On Mon, Apr 18, 2016 at 01:35:34PM +0800, Baoquan He wrote:
> On 04/14/16 at 09:00pm, Russell King wrote:
> > Ensure that user memory sizes do not wrap around when validating the
> > user input, which can lead to the following input validation working
> > incorrectly.
> > 
> > Signed-off-by: Russell King <rmk+kernel@arm.linux.org.uk>
> > ---
> >  kernel/kexec_core.c | 2 ++
> >  1 file changed, 2 insertions(+)
> > 
> > diff --git a/kernel/kexec_core.c b/kernel/kexec_core.c
> > index 8d34308ea449..d719a4d0ef55 100644
> > --- a/kernel/kexec_core.c
> > +++ b/kernel/kexec_core.c
> > @@ -169,6 +169,8 @@ int sanity_check_segment_list(struct kimage *image)
> >  
> >  		mstart = image->segment[i].mem;
> >  		mend   = mstart + image->segment[i].memsz;
> > +		if (mstart > mend)
> > +			return result;
> 
> These segments are built in kexec utility, their availability should be
> guaranteed there.
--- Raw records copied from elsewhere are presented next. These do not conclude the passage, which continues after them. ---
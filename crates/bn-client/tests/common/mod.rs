//! Shared wiremock fixtures for client integration tests

#![allow(dead_code)]

use serde_json::{Value, json};
use wiremock::{
    Mock, MockServer, ResponseTemplate,
    matchers::{method, path, query_param},
};

pub const API_KEY: &str = "test-api-key";

pub fn user_json(id: &str, username: &str, email: &str) -> Value {
    json!({
        "id": id,
        "username": username,
        "email": email,
        "displayName": username,
        "isAdmin": false
    })
}

pub fn sign_in_json(local_id: &str, email: &str, id_token: &str) -> Value {
    json!({
        "kind": "identitytoolkit#VerifyPasswordResponse",
        "localId": local_id,
        "email": email,
        "idToken": id_token,
        "refreshToken": format!("refresh-{local_id}"),
        "expiresIn": "3600"
    })
}

pub fn toolkit_error_json(message: &str) -> Value {
    json!({
        "error": {
            "code": 400,
            "message": message,
            "errors": [{"message": message, "domain": "global", "reason": "invalid"}]
        }
    })
}

/// Mount a toolkit accounts endpoint answering with `status` and `body`
pub async fn mount_accounts(server: &MockServer, action: &str, status: u16, body: Value) {
    Mock::given(method("POST"))
        .and(path(format!("/v1/accounts:{action}")))
        .and(query_param("key", API_KEY))
        .respond_with(ResponseTemplate::new(status).set_body_json(body))
        .mount(server)
        .await;
}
If without some alignment handling, wrapping around
> might not happen here. But I don't have strong objection to it.

In which case, what's the point of all the other validation which is done,
like the check below:

> >  		if ((mstart & ~PAGE_MASK) || (mend & ~PAGE_MASK))
> >  			return result;
> >  		if (mend >= KEXEC_DESTINATION_MEMORY_LIMIT)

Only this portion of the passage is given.